Other social and economic impacts of the plantation forestry model are increased rural migration to the cities, a higher rate of poverty for those communities surrounded by the highest percentage of exotic tree species plantations, a degradation of rural infrastructure due to out-migration, and little local establishment of forest products businesses (Unda et al. 1997). The exposure of water, crops, cattle, and people to toxic chemicals used to control pests in the plantations also presents health risks for local communities (REMFO 2001, Unda et al. 1997). As well, disturbances in the water cycle due to changes in soil composition and hydrology attributed to the exotic species plantations has grave impacts on rural peoples (Unda et al. 1997, Carrere and Lohman 1996). It is estimated that these conditions could be seriously aggravated with a continuation of free trade commercial negotiations (Unda et al. 1997, Quiroga Martinez 1995, Barlow 2001). As well, there is every indication that major forest industry interests are planning expansions into the remaining temperate rainforests of the southern Coastal Range (MacAlpin and Solis 2002). This expansion is accompanied by interest in technological advances such as genetically engineered eucalyptus species especially adapted to the colder temperatures of the south, and in a state subsidized road into the last remaining large tracts of intact native coastal rainforests (MacAlpin and Solis 2002, NFN 2001). The acquisition two years ago by conservation interests of a key holding that had been slated for industrial development has changed the focus in the lands nearest the highway though, and the recent establishment of the Reserva Costera Valdiviana is considered by many sectors of Chilean society as a tremendous step forward for conservation and sustainable development.
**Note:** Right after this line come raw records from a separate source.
//! Synthetic redirect handler: a route whose config carries `redirection`
//! returns a `Location` response with no body lookup at all, bypassing
//! every other backend. Mirrors the teacher's `HttpResponse::redirect`
//! reason-phrase table, now sourced from [`crate::http::response::reason_phrase`].

use std::io::{self, Read, Write};
use std::os::fd::AsRawFd;

use mio::event::Source;

use crate::http::{write_response_head, Response};
use crate::io::AsyncIo;

pub async fn serve<S>(client: &mut AsyncIo<S>, location: &str, code: Option<u16>) -> io::Result<u16>
where
    S: Read + Write + Source + AsRawFd,
{
    let status = code.unwrap_or(302);
    let resp = Response::new(status).header("Location", location).with_fixed_body(0, "text/plain");
    write_response_head(client, &resp).await?;
    Ok(status)
}
use std::fmt;
use std::io;

/// Everything that can go wrong turning bytes into a [`super::Request`] or
/// [`super::Response`]: grammar violations and the size bounds of §4.D,
/// both of which the connection driver maps to a specific status code
/// rather than a blanket 400 (see §7).
#[derive(Debug)]
pub enum HttpParseError {
    Io(io::Error),
    Eof,
    Malformed(&'static str),
    MethodTooLong,
    TargetTooLong,
    ReasonTooLong,
    HeaderKeyTooLong,
    HeaderValueTooLong,
    TooManyHeaders,
    HeaderBytesTooLong,
    Uri(crate::http::uri::UriError),
}

impl fmt::Display for HttpParseError {
    fn fmt(&self, f: &mut fmt::Formatter<'_>) -> fmt::Result {
        match self {
            HttpParseError::Io(e) => write!(f, "{e}"),
            HttpParseError::Eof => write!(f, "connection closed before a full message arrived"),
            HttpParseError::Malformed(what) => write!(f, "malformed {what}"),
            HttpParseError::MethodTooLong => write!(f, "method exceeds bound"),
            HttpParseError::TargetTooLong => write!(f, "request-target exceeds bound"),
            HttpParseError::ReasonTooLong => write!(f, "reason phrase exceeds bound"),
            HttpParseError::HeaderKeyTooLong => write!(f, "header key exceeds bound"),
            HttpParseError::HeaderValueTooLong => write!(f, "header value exceeds bound"),
            HttpParseError::TooManyHeaders => write!(f, "too many headers"),
            HttpParseError::HeaderBytesTooLong => write!(f, "total header size exceeds bound"),
            HttpParseError::Uri(e) => write!(f, "{e}"),
        }
    }
}

impl std::error::Error for HttpParseError {}

impl From<io::Error> for HttpParseError {
    fn from(e: io::Error) -> Self {
        if e.kind() == io::ErrorKind::UnexpectedEof {
            HttpParseError::Eof
        } else {
            HttpParseError::Io(e)
        }
    }
}

impl From<crate::http::uri::UriError> for HttpParseError {
    fn from(e: crate::http::uri::UriError) -> Self {
        HttpParseError::Uri(e)
    }
}

impl HttpParseError {
    /// Which status a 1.1 connection driver raises for this failure, per
    /// the error-kind table in §7 (`size-bound` splits into 414 for the
    /// target and 431 for headers; everything else here is `wire-parse`).
    pub fn status_code(&self) -> u16 {
        match self {
            // Only the request-target has a dedicated status (414 "URI Too
            // Long"); an over-long method is wire-parse like any other
            // malformed request line (S6).
            HttpParseError::TargetTooLong => 414,
            HttpParseError::HeaderKeyTooLong
            | HttpParseError::HeaderValueTooLong
            | HttpParseError::TooManyHeaders
            | HttpParseError::HeaderBytesTooLong => 431,
            _ => 400,
        }
    }
}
Researchers have noted that the growth of the forestry sector in Chile since the installation of the Pinochet dictatorship in 1973 has been sizeable and important for the larger Chilean economy (Quiroga Martinez 1995). Nevertheless, the primary beneficiaries of this growth have been the largest forestry companies, whose interests are owned by the most powerful economic groups in the nation, or by trans-national corporations (Quiroga Martinez 1995). Small landowners or producers were left behind by this growth, and in many cases they had to leave the forestry sector altogether, a trend which continues today (Quiroga Martinez 1995). As well, when the macro-economic benefits are discussed, the environmental consequences and the loss suffered by natural capital have not been entered into the equation, an externalization of economic costs that distorts the real costs and benefits of the export oriented exotic species tree plantation model (Quiroga Martinez 1995). The historical combination of laws that favor the exploitation of the forest while exercising an inaccurate economic assessment of the costs and benefits of the forestry model is creating a "vicious circle" with economic and environmental impacts that have yet to be coherently assessed (Giusti 2001, Quiroga Martinez 1995).
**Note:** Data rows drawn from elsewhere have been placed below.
use std::io;
use std::os::fd::AsRawFd;

use mio::event::Source;

use super::AsyncIo;

/// Default growth chunk when the internal buffer needs more bytes from the
/// stream. Headers rarely need more than one or two reads of this size.
const FILL_CHUNK: usize = 4096;

/// An async equivalent of `std::io::BufReader`, built directly on
/// [`AsyncIo`] rather than wrapping a synchronous `Read`: line- and
/// length-oriented reads that the HTTP/CGI header parsers need (find a
/// delimiter, take N bytes, keep whatever is left for the next call).
pub struct AsyncBufReader<S> {
    io: AsyncIo<S>,
    buf: Vec<u8>,
    pos: usize,
}

impl<S: io::Read + io::Write + Source + AsRawFd> AsyncBufReader<S> {
    pub fn new(io: AsyncIo<S>) -> Self {
        Self { io, buf: Vec::new(), pos: 0 }
    }

    pub fn get_mut(&mut self) -> &mut AsyncIo<S> {
        &mut self.io
    }

    fn available(&self) -> &[u8] {
        &self.buf[self.pos..]
    }

    fn compact(&mut self) {
        if self.pos > 0 {
            self.buf.drain(..self.pos);
            self.pos = 0;
        }
    }

    /// Reads more bytes from the stream into the buffer. Returns 0 at EOF.
    pub async fn fill(&mut self) -> io::Result<usize> {
        self.compact();
        let start = self.buf.len();
        self.buf.resize(start + FILL_CHUNK, 0);
        let n = self.io.read(&mut self.buf[start..]).await?;
        self.buf.truncate(start + n);
        Ok(n)
    }

    /// Searches the already-buffered bytes (without reading more) for
    /// `needle`, returning its start offset relative to the unconsumed
    /// window.
    fn find(&self, needle: &[u8]) -> Option<usize> {
        let hay = self.available();
        if needle.is_empty() || hay.len() < needle.len() {
            return None;
        }
        hay.windows(needle.len()).position(|w| w == needle)
    }

    /// Reads and consumes bytes up to and including the first occurrence
    /// of `needle`, returning the bytes *before* it. Errors with
    /// `ErrorKind::InvalidData` once `max` bytes have been buffered
    /// without finding the delimiter (the caller maps that to a
    /// protocol-specific "header too long" error).
    pub async fn read_until(&mut self, needle: &[u8], max: usize) -> io::Result<Vec<u8>> {
        loop {
            if let Some(idx) = self.find(needle) {
                let line = self.available()[..idx].to_vec();
                self.pos += idx + needle.len();
                return Ok(line);
            }
            if self.available().len() > max {
                return Err(io::Error::new(io::ErrorKind::InvalidData, "delimiter not found within limit"));
            }
            if self.fill().await? == 0 {
                return Err(io::Error::new(io::ErrorKind::UnexpectedEof, "stream ended before delimiter"));
            }
        }
    }

    /// Reads exactly `n` bytes, consuming any previously buffered bytes
    /// first. Used for fixed-length bodies once headers are parsed.
    pub async fn read_exact(&mut self, n: usize) -> io::Result<Vec<u8>> {
        while self.available().len() < n {
            if self.fill().await? == 0 {
                return Err(io::Error::new(io::ErrorKind::UnexpectedEof, "stream ended before body was complete"));
            }
        }
        let data = self.available()[..n].to_vec();
        self.pos += n;
        Ok(data)
    }

    /// True once at least one byte is buffered and unconsumed, without
    /// performing a read — used by callers that want to know whether a
    /// delimiter search can proceed without blocking.
    pub fn has_buffered(&self) -> bool {
        !self.available().is_empty()
    }

    /// Copies whatever is already buffered into `buf` first, only
    /// reading from the stream if the buffer is empty. Used for
    /// unknown-length body copies (proxy passthrough) once a header
    /// parser has left some of the body already buffered from the same
    /// read that found the blank line.
    pub async fn read_some(&mut self, buf: &mut [u8]) -> io::Result<usize> {
        if self.available().is_empty() && self.fill().await? == 0 {
            return Ok(0);
        }
        let n = self.available().len().min(buf.len());
        buf[..n].copy_from_slice(&self.available()[..n]);
        self.pos += n;
        Ok(n)
    }

    pub fn into_inner(self) -> AsyncIo<S> {
        self.io
    }
}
As the global economic system flexes military and financial muscle, and whilst regional and global hegemonic interests abandon even the most rhetorical stances of "sustainable development," the need for implementing alternatives becomes more evident and pressing. One of the advantages of examining the globalized motors of the forestry sector in Chile is that it also reveals the popular concept of "sustainable development" to be falsely constructed on the premise that "peasants" or rural communities are to blame for the environmental impacts of their activities near and in endangered ecosystems, when it is highly likely that the global economic system and massive consumption in the northern hemisphere are a primary culprit (Escobar 1995), and not the local people suffering the consequences of a economic model dedicated to feeding markets overseas. Hopefully, the new and challenging tactics of pursuing collaborative processes with the large forestry companies will contribute to a positive change on the ground for these impoverished local communities and the remaining native forests that are their home.